EXERCISE INSTRUCTIONS -> Would you please copy every line from the records that contains the word "message"?

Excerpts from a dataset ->
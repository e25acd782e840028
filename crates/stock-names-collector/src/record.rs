//! 수집 레코드.

use serde::{Deserialize, Serialize};
use stock_names_data::Market;

/// 종목 레코드 (CSV 한 행).
///
/// 필드 순서가 곧 CSV 컬럼 순서입니다: `ticker,name,market`.
#[derive(Debug, Clone, PartialEq, Eq, Serialize, Deserialize)]
pub struct StockRecord {
    /// 종목 코드 (예: 005930)
    pub ticker: String,
    /// 종목명 (예: 삼성전자)
    pub name: String,
    /// 시장
    pub market: Market,
}

impl StockRecord {
    pub fn new(ticker: impl Into<String>, name: impl Into<String>, market: Market) -> Self {
        Self {
            ticker: ticker.into(),
            name: name.into(),
            market,
        }
    }
}

/// 종목명 조회에 실패한 종목.
#[derive(Debug, Clone, PartialEq, Eq)]
pub struct ResolveFailure {
    pub market: Market,
    pub ticker: String,
    /// 실패 사유 (에러 메시지)
    pub reason: String,
}
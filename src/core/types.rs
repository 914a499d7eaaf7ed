//! Core type definitions used throughout the codebase

use serde::{Deserialize, Serialize};

use crate::core::error::MoonError;

/// The four display buckets the widget actually renders.
///
/// Symmetric sub-phases are merged: everything between new and full is
/// waxing, everything between full and new is waning.
#[derive(Debug, Clone, Copy, PartialEq, Eq, Hash, Serialize, Deserialize)]
pub enum MoonPhase {
    NewMoon,
    WaxingMoon,
    FullMoon,
    WaningMoon,
}

/// The eight-valued vocabulary used by astronomy data providers and by
/// the boundary table of the local calculator.
#[derive(Debug, Clone, Copy, PartialEq, Eq, Hash, Serialize, Deserialize)]
pub enum SubPhase {
    New,
    WaxingCrescent,
    FirstQuarter,
    WaxingGibbous,
    Full,
    WaningGibbous,
    LastQuarter,
    WaningCrescent,
}

impl SubPhase {
    /// The provider-side label for this sub-phase.
    pub fn label(&self) -> &'static str {
        match self {
            SubPhase::New => "New Moon",
            SubPhase::WaxingCrescent => "Waxing Crescent",
            SubPhase::FirstQuarter => "First Quarter",
            SubPhase::WaxingGibbous => "Waxing Gibbous",
            SubPhase::Full => "Full Moon",
            SubPhase::WaningGibbous => "Waning Gibbous",
            SubPhase::LastQuarter => "Last Quarter",
            SubPhase::WaningCrescent => "Waning Crescent",
        }
    }

    /// Parse a provider label. Labels outside the known eight fail loudly:
    /// a miss signals data-source incompatibility, never a silent default.
    pub fn from_label(label: &str) -> Result<Self, MoonError> {
        match label {
            "New Moon" => Ok(SubPhase::New),
            "Waxing Crescent" => Ok(SubPhase::WaxingCrescent),
            "First Quarter" => Ok(SubPhase::FirstQuarter),
            "Waxing Gibbous" => Ok(SubPhase::WaxingGibbous),
            "Full Moon" => Ok(SubPhase::Full),
            "Waning Gibbous" => Ok(SubPhase::WaningGibbous),
            "Last Quarter" => Ok(SubPhase::LastQuarter),
            "Waning Crescent" => Ok(SubPhase::WaningCrescent),
            other => Err(MoonError::UnknownPhaseLabel(other.to_string())),
        }
    }

    pub const ALL: [SubPhase; 8] = [
        SubPhase::New,
        SubPhase::WaxingCrescent,
        SubPhase::FirstQuarter,
        SubPhase::WaxingGibbous,
        SubPhase::Full,
        SubPhase::WaningGibbous,
        SubPhase::LastQuarter,
        SubPhase::WaningCrescent,
    ];
}

/// Supported display languages
#[derive(Debug, Clone, Copy, PartialEq, Eq, Hash, Serialize, Deserialize, Default)]
#[serde(rename_all = "lowercase")]
pub enum Language {
    #[default]
    Ru,
    Lt,
}

impl std::str::FromStr for Language {
    type Err = MoonError;

    fn from_str(s: &str) -> Result<Self, Self::Err> {
        match s.to_ascii_lowercase().as_str() {
            "ru" => Ok(Language::Ru),
            "lt" => Ok(Language::Lt),
            other => Err(MoonError::InvalidConfig(format!(
                "unsupported language: {}",
                other
            ))),
        }
    }
}

/// A cycle-day threshold marking the end of a named lunar sub-phase.
#[derive(Debug, Clone, Copy)]
pub struct PhaseBoundary {
    pub sub_phase: SubPhase,
    /// Cycle day (fractional) at which this sub-phase ends.
    pub cycle_day_end: f64,
}

/// Result of the local astronomical calculation.
#[derive(Debug, Clone, Copy)]
pub struct LocalPhase {
    pub phase: MoonPhase,
    pub sub_phase: SubPhase,
    /// Fractional days since the last new moon, in `[0, SYNODIC_MONTH)`.
    pub cycle_position: f64,
    /// Cosine-approximated illumination percentage, `[0, 100]`.
    pub illumination: f64,
}

/// Time remaining until the next phase boundary, floored at each step so
/// the display always shows a lower bound of the remaining time.
#[derive(Debug, Clone, Copy, PartialEq, Eq)]
pub struct Countdown {
    pub days: u64,
    pub hours: u64,
    pub minutes: u64,
}

#[cfg(test)]
mod tests {
    use super::*;

    #[test]
    fn test_all_labels_round_trip() {
        for sub in SubPhase::ALL {
            assert_eq!(SubPhase::from_label(sub.label()).unwrap(), sub);
        }
    }

    #[test]
    fn test_unknown_label_rejected() {
        let err = SubPhase::from_label("Blood Moon").unwrap_err();
        assert!(matches!(err, MoonError::UnknownPhaseLabel(label) if label == "Blood Moon"));
    }

    #[test]
    fn test_language_from_str() {
        assert_eq!("ru".parse::<Language>().unwrap(), Language::Ru);
        assert_eq!("LT".parse::<Language>().unwrap(), Language::Lt);
        assert!("en".parse::<Language>().is_err());
    }
}
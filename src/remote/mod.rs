pub mod client;

pub use client::{AstronomyClient, PhaseSource, RemotePhase};
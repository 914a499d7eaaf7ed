//! Phase catalog - localized names, image assets, and ritual lists per
//! display bucket, plus the mapping from the provider's eight-valued
//! vocabulary onto the four buckets.

use crate::core::types::{Language, MoonPhase, SubPhase};

impl SubPhase {
    /// Fold the eight sub-phases into the four display buckets. All waxing
    /// sub-phases merge into WaxingMoon, all waning into WaningMoon.
    pub fn bucket(&self) -> MoonPhase {
        match self {
            SubPhase::New => MoonPhase::NewMoon,
            SubPhase::WaxingCrescent | SubPhase::FirstQuarter | SubPhase::WaxingGibbous => {
                MoonPhase::WaxingMoon
            }
            SubPhase::Full => MoonPhase::FullMoon,
            SubPhase::WaningGibbous | SubPhase::LastQuarter | SubPhase::WaningCrescent => {
                MoonPhase::WaningMoon
            }
        }
    }
}

impl MoonPhase {
    /// Localized display name of the phase.
    pub fn name(&self, language: Language) -> &'static str {
        match (self, language) {
            (MoonPhase::NewMoon, Language::Ru) => "Новолуние",
            (MoonPhase::NewMoon, Language::Lt) => "Jaunatis",
            (MoonPhase::WaxingMoon, Language::Ru) => "Растущая луна",
            (MoonPhase::WaxingMoon, Language::Lt) => "Priešpilnis",
            (MoonPhase::FullMoon, Language::Ru) => "Полнолуние",
            (MoonPhase::FullMoon, Language::Lt) => "Pilnatis",
            (MoonPhase::WaningMoon, Language::Ru) => "Убывающая луна",
            (MoonPhase::WaningMoon, Language::Lt) => "Delčia",
        }
    }

    /// Relative asset path of the phase illustration.
    pub fn image_path(&self) -> &'static str {
        match self {
            MoonPhase::NewMoon => "assets/moon/new-moon.png",
            MoonPhase::WaxingMoon => "assets/moon/waxing-moon.png",
            MoonPhase::FullMoon => "assets/moon/full-moon.png",
            MoonPhase::WaningMoon => "assets/moon/waning-moon.png",
        }
    }

    /// Recommended rituals for the phase, in display order.
    pub fn rituals(&self, language: Language) -> &'static [&'static str] {
        match (self, language) {
            (MoonPhase::NewMoon, Language::Ru) => &[
                "Загадайте желание и запишите его на бумаге",
                "Составьте список целей на лунный месяц",
                "Зажгите белую свечу для нового начинания",
            ],
            (MoonPhase::NewMoon, Language::Lt) => &[
                "Sumanykite norą ir užrašykite jį ant popieriaus",
                "Sudarykite mėnesio tikslų sąrašą",
                "Uždekite baltą žvakę naujai pradžiai",
            ],
            (MoonPhase::WaxingMoon, Language::Ru) => &[
                "Начинайте новые проекты и знакомства",
                "Проводите ритуалы на привлечение достатка",
                "Заряжайте талисманы на рост и удачу",
            ],
            (MoonPhase::WaxingMoon, Language::Lt) => &[
                "Pradėkite naujus projektus ir pažintis",
                "Atlikite gausos pritraukimo ritualus",
                "Įkraukite talismanus augimui ir sėkmei",
            ],
            (MoonPhase::FullMoon, Language::Ru) => &[
                "Проводите гадания — энергия луны на пике",
                "Заряжайте воду и кристаллы лунным светом",
                "Благодарите за достигнутое в этом цикле",
            ],
            (MoonPhase::FullMoon, Language::Lt) => &[
                "Atlikite būrimus — mėnulio energija pačiame pike",
                "Įkraukite vandenį ir kristalus mėnulio šviesa",
                "Padėkokite už tai, kas pasiekta šiame cikle",
            ],
            (MoonPhase::WaningMoon, Language::Ru) => &[
                "Избавляйтесь от вредных привычек",
                "Проводите очищение дома и мыслей",
                "Завершайте начатые дела",
            ],
            (MoonPhase::WaningMoon, Language::Lt) => &[
                "Atsikratykite žalingų įpročių",
                "Išvalykite namus ir mintis",
                "Užbaikite pradėtus darbus",
            ],
        }
    }
}
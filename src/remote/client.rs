//! Async client for the remote astronomy data provider
//!
//! One GET per invocation: `{base}/astronomy.json?key=..&q=..&dt=..`,
//! answered with a JSON payload carrying the current moon phase label and
//! illumination. Non-success statuses are classified into distinct
//! [`FetchError`] variants so the caller can show a specific message before
//! falling back to the local calculation.

use chrono::NaiveDate;
use reqwest::{Client, StatusCode};
use serde::Deserialize;
use std::future::Future;

use crate::core::error::{FetchError, MoonError, Result};
use crate::core::types::{MoonPhase, SubPhase};

/// Phase report extracted from a provider response.
#[derive(Debug, Clone, Copy, PartialEq)]
pub struct RemotePhase {
    pub phase: MoonPhase,
    pub sub_phase: SubPhase,
    /// Illuminated fraction in percent, as reported by the provider.
    pub illumination: f64,
}

/// Anything that can answer "what is the moon phase at this location today".
///
/// The orchestrator is generic over this seam so tests can inject canned
/// successes and every classified failure without a network.
pub trait PhaseSource: Send + Sync {
    fn fetch_phase(
        &self,
        location: &str,
        date: NaiveDate,
    ) -> impl Future<Output = std::result::Result<RemotePhase, FetchError>> + Send;
}

/// HTTP client for the astronomy provider
pub struct AstronomyClient {
    client: Client,
    api_key: String,
    base_url: String,
}

impl AstronomyClient {
    pub fn new(api_key: String, base_url: String) -> Self {
        Self {
            client: Client::new(),
            api_key,
            base_url,
        }
    }

    /// Create a client from environment variables
    ///
    /// Required: LUNARIA_API_KEY
    /// Optional: LUNARIA_API_URL (defaults to the weatherapi endpoint)
    pub fn from_env() -> Result<Self> {
        let api_key = std::env::var("LUNARIA_API_KEY")
            .map_err(|_| MoonError::MissingCredential("LUNARIA_API_KEY not set".into()))?;
        let base_url = std::env::var("LUNARIA_API_URL")
            .unwrap_or_else(|_| "https://api.weatherapi.com/v1".into());

        Ok(Self::new(api_key, base_url))
    }
}

impl PhaseSource for AstronomyClient {
    async fn fetch_phase(
        &self,
        location: &str,
        date: NaiveDate,
    ) -> std::result::Result<RemotePhase, FetchError> {
        let url = format!("{}/astronomy.json", self.base_url);
        let dt = date.to_string();

        let response = self
            .client
            .get(&url)
            .query(&[
                ("key", self.api_key.as_str()),
                ("q", location),
                ("dt", dt.as_str()),
            ])
            .send()
            .await
            .map_err(|e| FetchError::Network(e.to_string()))?;

        let status = response.status();
        if !status.is_success() {
            return Err(classify_status(status));
        }

        let payload: AstronomyResponse = response
            .json()
            .await
            .map_err(|e| FetchError::MalformedResponse(e.to_string()))?;

        parse_payload(payload)
    }
}

/// Map a non-success HTTP status onto the failure taxonomy.
///
/// The provider uses 401 for a rejected credential, 403 for a disabled key
/// or exhausted quota, and 400 for an unparseable location/date.
pub fn classify_status(status: StatusCode) -> FetchError {
    match status.as_u16() {
        401 => FetchError::AuthRejected,
        403 | 429 => FetchError::QuotaExceeded,
        400 => FetchError::BadRequest,
        code => FetchError::HttpOther(code),
    }
}

/// Validate and convert a decoded payload into a [`RemotePhase`].
///
/// The phase label must belong to the known eight-value vocabulary before
/// anything is rendered from it.
fn parse_payload(payload: AstronomyResponse) -> std::result::Result<RemotePhase, FetchError> {
    let astro = payload.astronomy.astro;

    let sub_phase = SubPhase::from_label(&astro.moon_phase)
        .map_err(|_| FetchError::UnknownPhase(astro.moon_phase.clone()))?;

    let illumination = astro.moon_illumination.as_percent().ok_or_else(|| {
        FetchError::MalformedResponse("moon_illumination is not numeric".into())
    })?;

    Ok(RemotePhase {
        phase: sub_phase.bucket(),
        sub_phase,
        illumination,
    })
}

// Provider wire format: { "astronomy": { "astro": { ... } } }

#[derive(Deserialize)]
struct AstronomyResponse {
    astronomy: AstronomyBlock,
}

#[derive(Deserialize)]
struct AstronomyBlock {
    astro: AstroBlock,
}

#[derive(Deserialize)]
struct AstroBlock {
    moon_phase: String,
    moon_illumination: IlluminationValue,
}

/// The provider emits `moon_illumination` as either a bare number or a
/// quoted numeric string depending on API version.
#[derive(Deserialize)]
#[serde(untagged)]
enum IlluminationValue {
    Number(f64),
    Text(String),
}

impl IlluminationValue {
    fn as_percent(&self) -> Option<f64> {
        match self {
            IlluminationValue::Number(value) => Some(*value),
            IlluminationValue::Text(raw) => raw.trim().parse().ok(),
        }
    }
}

#[cfg(test)]
mod tests {
    use super::*;

    #[test]
    fn test_client_creation() {
        let client = AstronomyClient::new("test-key".into(), "https://api.example.com".into());
        assert_eq!(client.api_key, "test-key");
        assert_eq!(client.base_url, "https://api.example.com");
    }

    #[test]
    fn test_from_env_missing_key() {
        let result = AstronomyClient::from_env();
        // Should fail if LUNARIA_API_KEY is not set
        if std::env::var("LUNARIA_API_KEY").is_err() {
            assert!(result.is_err());
        }
    }

    #[test]
    fn test_status_classification() {
        assert_eq!(
            classify_status(StatusCode::UNAUTHORIZED),
            FetchError::AuthRejected
        );
        assert_eq!(
            classify_status(StatusCode::FORBIDDEN),
            FetchError::QuotaExceeded
        );
        assert_eq!(
            classify_status(StatusCode::TOO_MANY_REQUESTS),
            FetchError::QuotaExceeded
        );
        assert_eq!(
            classify_status(StatusCode::BAD_REQUEST),
            FetchError::BadRequest
        );
        assert_eq!(
            classify_status(StatusCode::INTERNAL_SERVER_ERROR),
            FetchError::HttpOther(500)
        );
    }

    #[test]
    fn test_payload_with_string_illumination() {
        let payload: AstronomyResponse = serde_json::from_str(
            r#"{"astronomy":{"astro":{"moon_phase":"Waxing Gibbous","moon_illumination":"78"}}}"#,
        )
        .unwrap();
        let remote = parse_payload(payload).unwrap();
        assert_eq!(remote.phase, MoonPhase::WaxingMoon);
        assert_eq!(remote.sub_phase, SubPhase::WaxingGibbous);
        assert!((remote.illumination - 78.0).abs() < 1e-9);
    }

    #[test]
    fn test_payload_with_numeric_illumination() {
        let payload: AstronomyResponse = serde_json::from_str(
            r#"{"astronomy":{"astro":{"moon_phase":"Full Moon","moon_illumination":100}}}"#,
        )
        .unwrap();
        let remote = parse_payload(payload).unwrap();
        assert_eq!(remote.phase, MoonPhase::FullMoon);
    }

    #[test]
    fn test_unknown_phase_label_rejected() {
        let payload: AstronomyResponse = serde_json::from_str(
            r#"{"astronomy":{"astro":{"moon_phase":"Blood Moon","moon_illumination":"50"}}}"#,
        )
        .unwrap();
        let err = parse_payload(payload).unwrap_err();
        assert!(matches!(err, FetchError::UnknownPhase(label) if label == "Blood Moon"));
    }

    #[test]
    fn test_non_numeric_illumination_rejected() {
        let payload: AstronomyResponse = serde_json::from_str(
            r#"{"astronomy":{"astro":{"moon_phase":"Full Moon","moon_illumination":"bright"}}}"#,
        )
        .unwrap();
        let err = parse_payload(payload).unwrap_err();
        assert!(matches!(err, FetchError::MalformedResponse(_)));
    }
}
pub mod astronomy;
pub mod config;
pub mod error;
pub mod types;

pub use config::EngineConfig;
pub use types::{Countdown, Language, LocalPhase, MoonPhase, SubPhase};
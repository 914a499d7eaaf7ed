use thiserror::Error;

/// Classified failure of a remote astronomy fetch.
///
/// Each variant maps to a distinct user-facing message; the orchestrator
/// converts all of them into a local-calculation fallback render.
#[derive(Error, Debug, Clone, PartialEq, Eq)]
pub enum FetchError {
    #[error("API credential rejected")]
    AuthRejected,

    #[error("API quota exceeded")]
    QuotaExceeded,

    #[error("provider rejected the request as malformed")]
    BadRequest,

    #[error("provider returned HTTP {0}")]
    HttpOther(u16),

    #[error("network error: {0}")]
    Network(String),

    #[error("malformed response: {0}")]
    MalformedResponse(String),

    #[error("provider reported unknown phase label: {0}")]
    UnknownPhase(String),
}

#[derive(Error, Debug)]
pub enum MoonError {
    #[error("Unknown phase label: {0}")]
    UnknownPhaseLabel(String),

    #[error("System clock predates the reference new moon")]
    ClockBeforeReference,

    #[error("Fetch error: {0}")]
    Fetch(#[from] FetchError),

    #[error("Invalid configuration: {0}")]
    InvalidConfig(String),

    #[error("Missing API credential: {0}")]
    MissingCredential(String),

    #[error("IO error: {0}")]
    IoError(#[from] std::io::Error),

    #[error("Config parse error: {0}")]
    TomlError(#[from] toml::de::Error),
}

pub type Result<T> = std::result::Result<T, MoonError>;
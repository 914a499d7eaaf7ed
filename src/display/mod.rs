pub mod renderer;
pub mod surface;
pub mod terminal;

pub use renderer::{DisplayRenderer, DisplayState, RenderTimings, LOADING_PLACEHOLDER};
pub use surface::{BannerKind, DisplaySurface};
pub use terminal::TerminalSurface;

RESULT OF THE TASK ->
//! [`FetchError`] variants so the caller can show a specific message before
/// Each variant maps to a distinct user-facing message; the orchestrator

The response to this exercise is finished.